#### [What you need to do]
Using the records that appear below, write out exactly the lines from the one with "unary form is a" through the one with "pub struct Tokenizer<'a>", keeping both end lines.

[Saved entries]
>>

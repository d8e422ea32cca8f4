//! Core arithmetic: operators, tokenizer/parser, evaluator and history
//!
//! Everything in here is pure and owns no UI state; the engine composes it.

pub mod evaluator;
pub mod history;
mod operations;
pub mod parser;

pub use operations::{Calculator, Operation};

use thiserror::Error;

/// Result type for calculator operations
pub type CalcResult<T> = Result<T, CalcError>;

/// Calculator error types
///
/// Every variant is handled the same way by the engine (the display shows
/// `Error` until recovery); the variants exist for diagnostics and tests.
#[derive(Debug, Clone, PartialEq, Error)]
pub enum CalcError {
    /// The built expression is not valid arithmetic
    #[error("Invalid expression: {0}")]
    MalformedExpression(String),
    /// Nothing to evaluate
    #[error("Empty expression")]
    EmptyExpression,
    /// Division by zero attempted
    #[error("Division by zero")]
    DivisionByZero,
    /// Result is infinite or NaN
    #[error("Non-finite result: {0}")]
    NonFiniteResult(f64),
    /// The entry buffer does not hold a number
    #[error("Cannot parse '{0}' as a number")]
    ParseFailure(String),
}

impl CalcError {
    /// Returns true for errors raised while reading the expression text
    #[must_use]
    pub const fn is_syntax(&self) -> bool {
        matches!(
            self,
            Self::MalformedExpression(_) | Self::EmptyExpression | Self::ParseFailure(_)
        )
    }
}

/// Parses an entry buffer into a number.
///
/// Accepts what the entry can hold: an optional leading `-`, digits and at
/// most one `.` (`"5."` and `"-0."` are valid). Anything else, including a
/// lone `-`, is a [`CalcError::ParseFailure`].
pub fn parse_entry(entry: &str) -> CalcResult<f64> {
    let digits = entry.strip_prefix('-').unwrap_or(entry);
    let well_formed = !digits.is_empty()
        && digits.chars().any(|c| c.is_ascii_digit())
        && digits.chars().all(|c| c.is_ascii_digit() || c == '.')
        && digits.matches('.').count() <= 1;

    if !well_formed {
        return Err(CalcError::ParseFailure(entry.to_string()));
    }

    entry
        .parse::<f64>()
        .map_err(|_| CalcError::ParseFailure(entry.to_string()))
}
//! Tokenizer and precedence parser for flat infix expressions
//!
//! The engine builds strings such as `12+3*-4` from committed operands and
//! operators. There are no parentheses or functions; the only unary form is a
//! leading minus on an operand, which appears once the sign has been toggled.

use crate::core::{CalcError, CalcResult, Operation};

/// Token types from lexical analysis
#[derive(Debug, Clone, PartialEq)]
pub enum Token {
    /// Numeric literal
    Number(f64),
    /// Binary operator (or unary minus, decided by the parser)
    Operator(Operation),
}

impl Token {
    /// Returns true if this token is an operator
    #[must_use]
    pub const fn is_operator(&self) -> bool {
        matches!(self, Self::Operator(_))
    }

    /// Returns true if this token is a number
    #[must_use]
    pub const fn is_number(&self) -> bool {
        matches!(self, Self::Number(_))
    }
}

/// Abstract Syntax Tree node
#[derive(Debug, Clone, PartialEq)]
pub enum AstNode {
    /// Numeric literal
    Number(f64),
    /// Binary operation
    BinaryOp {
        /// Left operand
        left: Box<AstNode>,
        /// Operator
        op: Operation,
        /// Right operand
        right: Box<AstNode>,
    },
    /// Unary negation
    Negate(Box<AstNode>),
}

impl AstNode {
    /// Creates a new number node
    #[must_use]
    pub fn number(value: f64) -> Self {
        Self::Number(value)
    }

    /// Creates a new binary operation node
    #[must_use]
    pub fn binary(left: AstNode, op: Operation, right: AstNode) -> Self {
        Self::BinaryOp {
            left: Box::new(left),
            op,
            right: Box::new(right),
        }
    }

    /// Creates a new negation node
    #[must_use]
    pub fn negate(inner: AstNode) -> Self {
        Self::Negate(Box::new(inner))
    }
}

/// Tokenizer for converting expression strings to tokens
#[derive(Debug)]
pub struct Tokenizer<'a> {
    input: &'a str,
    pos: usize,
}

impl<'a> Tokenizer<'a> {
    /// Creates a new tokenizer for the given input
    #[must_use]
    pub fn new(input: &'a str) -> Self {
        Self { input, pos: 0 }
    }

    /// Returns the remaining input
    #[must_use]
    pub fn remaining(&self) -> &str {
        &self.input[self.pos..]
    }

    /// Tokenizes the entire input
    pub fn tokenize(&mut self) -> CalcResult<Vec<Token>> {
        let mut tokens = Vec::new();
        while let Some(token) = self.next_token()? {
            tokens.push(token);
        }
        Ok(tokens)
    }

    /// Returns the next token, or None if at end of input
    pub fn next_token(&mut self) -> CalcResult<Option<Token>> {
        self.skip_whitespace();

        let Some(ch) = self.current_char() else {
            return Ok(None);
        };

        if ch.is_ascii_digit() || ch == '.' {
            return self.read_number().map(Some);
        }

        match Operation::from_symbol(ch) {
            Some(op) => {
                self.advance();
                Ok(Some(Token::Operator(op)))
            }
            None => Err(CalcError::MalformedExpression(format!(
                "Unexpected character: '{ch}'"
            ))),
        }
    }

    fn current_char(&self) -> Option<char> {
        self.input[self.pos..].chars().next()
    }

    fn advance(&mut self) {
        if let Some(ch) = self.current_char() {
            self.pos += ch.len_utf8();
        }
    }

    fn skip_whitespace(&mut self) {
        while let Some(ch) = self.current_char() {
            if ch.is_whitespace() {
                self.advance();
            } else {
                break;
            }
        }
    }

    fn read_number(&mut self) -> CalcResult<Token> {
        let start = self.pos;
        let mut has_dot = false;

        while let Some(ch) = self.current_char() {
            if ch.is_ascii_digit() {
                self.advance();
            } else if ch == '.' && !has_dot {
                has_dot = true;
                self.advance();
            } else {
                break;
            }
        }

        let num_str = &self.input[start..self.pos];
        let value: f64 = num_str
            .parse()
            .map_err(|_| CalcError::MalformedExpression(format!("Invalid number: '{num_str}'")))?;

        Ok(Token::Number(value))
    }
}

/// Recursive descent parser for expressions
///
/// Grammar:
/// ```text
/// expression ::= term (('+' | '-') term)*
/// term       ::= unary (('*' | '/') unary)*
/// unary      ::= '-' unary | NUMBER
/// ```
#[derive(Debug)]
pub struct Parser {
    tokens: Vec<Token>,
    pos: usize,
}

impl Parser {
    /// Creates a new parser from tokens
    #[must_use]
    pub fn new(tokens: Vec<Token>) -> Self {
        Self { tokens, pos: 0 }
    }

    /// Parses a string expression into an AST
    pub fn parse_str(input: &str) -> CalcResult<AstNode> {
        let trimmed = input.trim();
        if trimmed.is_empty() {
            return Err(CalcError::EmptyExpression);
        }

        let tokens = Tokenizer::new(trimmed).tokenize()?;
        Self::new(tokens).parse()
    }

    /// Parses all tokens into an AST
    pub fn parse(&mut self) -> CalcResult<AstNode> {
        if self.tokens.is_empty() {
            return Err(CalcError::EmptyExpression);
        }

        let ast = self.parse_expression()?;

        if self.pos < self.tokens.len() {
            return Err(CalcError::MalformedExpression(format!(
                "Unexpected token at position {}",
                self.pos
            )));
        }

        Ok(ast)
    }

    fn current(&self) -> Option<&Token> {
        self.tokens.get(self.pos)
    }

    fn advance(&mut self) -> Option<&Token> {
        let token = self.tokens.get(self.pos);
        if token.is_some() {
            self.pos += 1;
        }
        token
    }

    fn parse_expression(&mut self) -> CalcResult<AstNode> {
        let mut left = self.parse_term()?;

        while let Some(Token::Operator(op @ (Operation::Add | Operation::Subtract))) =
            self.current()
        {
            let op = *op;
            self.advance();
            let right = self.parse_term()?;
            left = AstNode::binary(left, op, right);
        }

        Ok(left)
    }

    fn parse_term(&mut self) -> CalcResult<AstNode> {
        let mut left = self.parse_unary()?;

        while let Some(Token::Operator(op @ (Operation::Multiply | Operation::Divide))) =
            self.current()
        {
            let op = *op;
            self.advance();
            let right = self.parse_unary()?;
            left = AstNode::binary(left, op, right);
        }

        Ok(left)
    }

    fn parse_unary(&mut self) -> CalcResult<AstNode> {
        match self.advance().cloned() {
            Some(Token::Number(n)) => Ok(AstNode::number(n)),
            Some(Token::Operator(Operation::Subtract)) => {
                let inner = self.parse_unary()?;
                Ok(AstNode::negate(inner))
            }
            Some(Token::Operator(op)) => Err(CalcError::MalformedExpression(format!(
                "Unexpected operator '{op}'"
            ))),
            None => Err(CalcError::MalformedExpression(
                "Unexpected end of expression".into(),
            )),
        }
    }
}
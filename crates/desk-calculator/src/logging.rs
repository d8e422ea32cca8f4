//! Diagnostic logging setup
//!
//! The engine only emits `tracing` events; installing a subscriber is up to
//! the host. Native hosts (tests, demos, tools embedding the engine) can use
//! [`init`] or [`init_with_format`].
//!
//! `RUST_LOG` takes precedence over the filter passed in:
//!
//! ```bash
//! RUST_LOG=desk_calculator=trace cargo run --example keypad_session
//! ```

use std::sync::Once;
use tracing_subscriber::layer::SubscriberExt;
use tracing_subscriber::util::SubscriberInitExt;
use tracing_subscriber::{EnvFilter, Layer};

static INIT: Once = Once::new();

/// Output format of the installed subscriber
#[derive(Debug, Clone, Copy, Default, PartialEq, Eq)]
pub enum LogFormat {
    /// Human-readable lines
    #[default]
    Text,
    /// One JSON object per event
    Json,
}

/// Installs a text subscriber with the given filter (e.g. `"desk_calculator=debug"`).
///
/// Only the first call takes effect.
pub fn init(filter: &str) {
    init_with_format(filter, LogFormat::Text);
}

/// Installs a subscriber with the given filter and format.
///
/// Only the first call takes effect. Does nothing if another global
/// subscriber is already set.
pub fn init_with_format(filter: &str, format: LogFormat) {
    INIT.call_once(|| {
        let filter = build_filter(filter, std::env::var("RUST_LOG").ok().as_deref());
        let layer = match format {
            LogFormat::Text => tracing_subscriber::fmt::layer()
                .with_target(true)
                .with_filter(filter)
                .boxed(),
            LogFormat::Json => tracing_subscriber::fmt::layer()
                .json()
                .with_filter(filter)
                .boxed(),
        };
        // another subscriber may already be installed by the host
        let _ = tracing_subscriber::registry().with(layer).try_init();
    });
}

/// `RUST_LOG` wins when set and parseable; otherwise the given filter, and
/// `warn` if that does not parse either
fn build_filter(filter: &str, env: Option<&str>) -> EnvFilter {
    env.and_then(|directives| EnvFilter::try_new(directives).ok())
        .or_else(|| EnvFilter::try_new(filter).ok())
        .unwrap_or_else(|| EnvFilter::new("warn"))
}
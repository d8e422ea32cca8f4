//! Mock DOM
//!
//! A small element tree standing in for the browser page so the rendering
//! path can be tested natively. The calculator page has three live regions:
//! `result` (primary display), `calculation` (pending expression) and
//! `history-container` (one `div.history-item` per history line).

use std::collections::HashMap;

/// Id of the primary display
pub const RESULT_ID: &str = "result";
/// Id of the pending-expression display
pub const CALCULATION_ID: &str = "calculation";
/// Id of the history list
pub const HISTORY_ID: &str = "history-container";
/// Class of each history line
pub const HISTORY_ITEM_CLASS: &str = "history-item";
/// Class set on the primary display while it shows `Error`
pub const ERROR_CLASS: &str = "error";

/// A DOM element
#[derive(Debug, Clone, PartialEq, Eq)]
pub struct DomElement {
    /// Element id (may be empty)
    pub id: String,
    /// Tag name
    pub tag: String,
    /// Text content
    pub text_content: String,
    /// Attributes
    pub attributes: HashMap<String, String>,
    /// CSS classes
    pub classes: Vec<String>,
    /// Child elements
    pub children: Vec<DomElement>,
}

impl Default for DomElement {
    fn default() -> Self {
        Self::new("div")
    }
}

impl DomElement {
    /// Creates an element with the given tag
    #[must_use]
    pub fn new(tag: &str) -> Self {
        Self {
            id: String::new(),
            tag: tag.to_string(),
            text_content: String::new(),
            attributes: HashMap::new(),
            classes: Vec::new(),
            children: Vec::new(),
        }
    }

    /// Sets the id
    #[must_use]
    pub fn with_id(mut self, id: &str) -> Self {
        self.id = id.to_string();
        self
    }

    /// Sets the text content
    #[must_use]
    pub fn with_text(mut self, text: &str) -> Self {
        self.text_content = text.to_string();
        self
    }

    /// Adds a class
    #[must_use]
    pub fn with_class(mut self, class: &str) -> Self {
        self.add_class(class);
        self
    }

    /// Sets an attribute
    #[must_use]
    pub fn with_attr(mut self, key: &str, value: &str) -> Self {
        self.attributes.insert(key.to_string(), value.to_string());
        self
    }

    /// Adds a child element
    #[must_use]
    pub fn with_child(mut self, child: DomElement) -> Self {
        self.children.push(child);
        self
    }

    /// Replaces the text content
    pub fn set_text(&mut self, text: &str) {
        self.text_content.clear();
        self.text_content.push_str(text);
    }

    /// Adds a class if not already present
    pub fn add_class(&mut self, class: &str) {
        if !self.has_class(class) {
            self.classes.push(class.to_string());
        }
    }

    /// Removes a class
    pub fn remove_class(&mut self, class: &str) {
        self.classes.retain(|c| c != class);
    }

    /// Adds or removes a class
    pub fn toggle_class(&mut self, class: &str, on: bool) {
        if on {
            self.add_class(class);
        } else {
            self.remove_class(class);
        }
    }

    /// Checks for a class
    #[must_use]
    pub fn has_class(&self, class: &str) -> bool {
        self.classes.iter().any(|c| c == class)
    }

    /// Gets an attribute value
    #[must_use]
    pub fn get_attr(&self, key: &str) -> Option<&str> {
        self.attributes.get(key).map(String::as_str)
    }
}

/// Events the page can dispatch
#[derive(Debug, Clone, PartialEq, Eq)]
pub enum DomEvent {
    /// Button click
    Click {
        /// Id of the clicked element
        element_id: String,
    },
    /// Document `keydown`
    KeyDown {
        /// `KeyboardEvent.key`
        key: String,
    },
}

impl DomEvent {
    /// Creates a click event
    #[must_use]
    pub fn click(element_id: &str) -> Self {
        Self::Click {
            element_id: element_id.to_string(),
        }
    }

    /// Creates a keydown event
    #[must_use]
    pub fn key_down(key: &str) -> Self {
        Self::KeyDown {
            key: key.to_string(),
        }
    }
}

/// Element registry plus a record of dispatched events
#[derive(Debug, Default)]
pub struct MockDom {
    elements: HashMap<String, DomElement>,
    event_history: Vec<DomEvent>,
}

impl MockDom {
    /// Creates an empty DOM
    #[must_use]
    pub fn new() -> Self {
        Self::default()
    }

    /// Creates the calculator page
    #[must_use]
    pub fn calculator() -> Self {
        let mut dom = Self::new();
        dom.register_element(
            DomElement::new("div")
                .with_id(RESULT_ID)
                .with_class("result")
                .with_text("0"),
        );
        dom.register_element(
            DomElement::new("div")
                .with_id(CALCULATION_ID)
                .with_class("calculation"),
        );
        dom.register_element(
            DomElement::new("div")
                .with_id(HISTORY_ID)
                .with_class("history"),
        );
        dom
    }

    /// Registers an element for id lookup; elements without an id are ignored
    pub fn register_element(&mut self, element: DomElement) {
        if !element.id.is_empty() {
            self.elements.insert(element.id.clone(), element);
        }
    }

    /// Gets an element by id
    #[must_use]
    pub fn get_element(&self, id: &str) -> Option<&DomElement> {
        self.elements.get(id)
    }

    /// Gets a mutable element by id
    pub fn get_element_mut(&mut self, id: &str) -> Option<&mut DomElement> {
        self.elements.get_mut(id)
    }

    /// Records a dispatched event
    pub fn dispatch_event(&mut self, event: DomEvent) {
        self.event_history.push(event);
    }

    /// Events dispatched so far
    #[must_use]
    pub fn event_history(&self) -> &[DomEvent] {
        &self.event_history
    }

    /// Forgets dispatched events
    pub fn clear_event_history(&mut self) {
        self.event_history.clear();
    }

    /// Sets an element's text
    pub fn set_element_text(&mut self, id: &str, text: &str) {
        if let Some(elem) = self.elements.get_mut(id) {
            elem.set_text(text);
        }
    }

    /// Gets an element's text
    #[must_use]
    pub fn get_element_text(&self, id: &str) -> Option<&str> {
        self.elements.get(id).map(|e| e.text_content.as_str())
    }

    /// Appends a child; children with an id are also registered
    pub fn append_child(&mut self, parent_id: &str, child: DomElement) {
        if let Some(parent) = self.elements.get_mut(parent_id) {
            parent.children.push(child.clone());
        }
        self.register_element(child);
    }

    /// Removes all children of an element
    pub fn clear_children(&mut self, id: &str) {
        let child_ids: Vec<String> = self
            .elements
            .get(id)
            .map(|elem| {
                elem.children
                    .iter()
                    .filter(|c| !c.id.is_empty())
                    .map(|c| c.id.clone())
                    .collect()
            })
            .unwrap_or_default();

        for child_id in child_ids {
            self.elements.remove(&child_id);
        }
        if let Some(elem) = self.elements.get_mut(id) {
            elem.children.clear();
        }
    }

    /// Text of every child of an element, in document order
    #[must_use]
    pub fn child_texts(&self, id: &str) -> Vec<String> {
        self.elements
            .get(id)
            .map(|elem| {
                elem.children
                    .iter()
                    .map(|c| c.text_content.clone())
                    .collect()
            })
            .unwrap_or_default()
    }
}
//! Photo gallery: directory listing in natural order and numbered uploads.

use regex::Regex;
use std::cmp::Ordering;
use std::io;
use std::path::Path;
use std::sync::OnceLock;
use tokio::fs;
use tokio::io::AsyncWriteExt;
use tracing::info;

static DIGITS_REGEX: OnceLock<Regex> = OnceLock::new();

/// How many names to try when concurrent uploads race for the same number.
const MAX_NAME_ATTEMPTS: u64 = 16;

#[derive(Debug, Clone, PartialEq, Eq, PartialOrd, Ord)]
enum KeyPart {
    Text(String),
    /// Digit run with leading zeros stripped, ordered by length then digits
    Number(usize, String),
}

/// Sort key splitting a name into alternating text and digit runs.
///
/// Digit runs compare numerically and text runs case-insensitively, so
/// `2.jpg` sorts before `10.jpg`.
fn natural_key(name: &str) -> Vec<KeyPart> {
    let regex = DIGITS_REGEX.get_or_init(|| Regex::new(r"\d+").unwrap());

    let mut parts = Vec::new();
    let mut last = 0;
    for m in regex.find_iter(name) {
        parts.push(KeyPart::Text(name[last..m.start()].to_lowercase()));
        let digits = m.as_str().trim_start_matches('0');
        parts.push(KeyPart::Number(digits.len(), digits.to_string()));
        last = m.end();
    }
    parts.push(KeyPart::Text(name[last..].to_lowercase()));
    parts
}

pub fn natural_cmp(a: &str, b: &str) -> Ordering {
    natural_key(a).cmp(&natural_key(b))
}

/// File names in `dir`, in natural order. A missing directory is empty.
pub async fn list_photos(dir: &Path) -> io::Result<Vec<String>> {
    let mut entries = match fs::read_dir(dir).await {
        Ok(entries) => entries,
        Err(e) if e.kind() == io::ErrorKind::NotFound => return Ok(Vec::new()),
        Err(e) => return Err(e),
    };

    let mut names = Vec::new();
    while let Some(entry) = entries.next_entry().await? {
        if !entry.file_type().await?.is_file() {
            continue;
        }
        if let Ok(name) = entry.file_name().into_string() {
            names.push(name);
        }
    }

    names.sort_by(|a, b| natural_cmp(a, b));
    Ok(names)
}

/// Lower-cased extension of an uploaded file name, with its dot.
///
/// Anything that is not a plain alphanumeric extension yields an empty string.
pub fn upload_extension(filename: &str) -> String {
    Path::new(filename)
        .extension()
        .and_then(|ext| ext.to_str())
        .filter(|ext| !ext.is_empty() && ext.chars().all(|c| c.is_ascii_alphanumeric()))
        .map(|ext| format!(".{}", ext.to_lowercase()))
        .unwrap_or_default()
}

/// Largest numeric file stem among `names`; non-numeric stems are ignored.
pub fn max_numeric_stem<'a>(names: impl IntoIterator<Item = &'a str>) -> u64 {
    names
        .into_iter()
        .filter_map(|name| {
            Path::new(name)
                .file_stem()
                .and_then(|stem| stem.to_str())
                .and_then(|stem| stem.parse::<u64>().ok())
        })
        .max()
        .unwrap_or(0)
}

/// Save an upload as `<n>.<ext>`, `n` being one past the largest numbered photo.
///
/// Returns the stored file name.
pub async fn save_upload(dir: &Path, original_name: &str, data: &[u8]) -> io::Result<String> {
    fs::create_dir_all(dir).await?;

    let existing = list_photos(dir).await?;
    let next = max_numeric_stem(existing.iter().map(String::as_str)) + 1;
    let ext = upload_extension(original_name);

    for number in next..next + MAX_NAME_ATTEMPTS {
        let filename = format!("{number}{ext}");
        let path = dir.join(&filename);

        match fs::OpenOptions::new()
            .write(true)
            .create_new(true)
            .open(&path)
            .await
        {
            Ok(mut file) => {
                file.write_all(data).await?;
                file.flush().await?;
                info!("Stored photo upload as {}", filename);
                return Ok(filename);
            }
            Err(e) if e.kind() == io::ErrorKind::AlreadyExists => continue,
            Err(e) => return Err(e),
        }
    }

    Err(io::Error::new(
        io::ErrorKind::AlreadyExists,
        format!("no free photo number after {}", next + MAX_NAME_ATTEMPTS - 1),
    ))
}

<<

#### [Solution for this task]
//! operators. There are no parentheses or functions; the only unary form is a
//! leading minus on an operand, which appears once the sign has been toggled.

use crate::core::{CalcError, CalcResult, Operation};

/// Token types from lexical analysis
#[derive(Debug, Clone, PartialEq)]
pub enum Token {
    /// Numeric literal
    Number(f64),
    /// Binary operator (or unary minus, decided by the parser)
    Operator(Operation),
}

impl Token {
    /// Returns true if this token is an operator
    #[must_use]
    pub const fn is_operator(&self) -> bool {
        matches!(self, Self::Operator(_))
    }

    /// Returns true if this token is a number
    #[must_use]
    pub const fn is_number(&self) -> bool {
        matches!(self, Self::Number(_))
    }
}

/// Abstract Syntax Tree node
#[derive(Debug, Clone, PartialEq)]
pub enum AstNode {
    /// Numeric literal
    Number(f64),
    /// Binary operation
    BinaryOp {
        /// Left operand
        left: Box<AstNode>,
        /// Operator
        op: Operation,
        /// Right operand
        right: Box<AstNode>,
    },
    /// Unary negation
    Negate(Box<AstNode>),
}

impl AstNode {
    /// Creates a new number node
    #[must_use]
    pub fn number(value: f64) -> Self {
        Self::Number(value)
    }

    /// Creates a new binary operation node
    #[must_use]
    pub fn binary(left: AstNode, op: Operation, right: AstNode) -> Self {
        Self::BinaryOp {
            left: Box::new(left),
            op,
            right: Box::new(right),
        }
    }

    /// Creates a new negation node
    #[must_use]
    pub fn negate(inner: AstNode) -> Self {
        Self::Negate(Box::new(inner))
    }
}

/// Tokenizer for converting expression strings to tokens
#[derive(Debug)]
pub struct Tokenizer<'a> {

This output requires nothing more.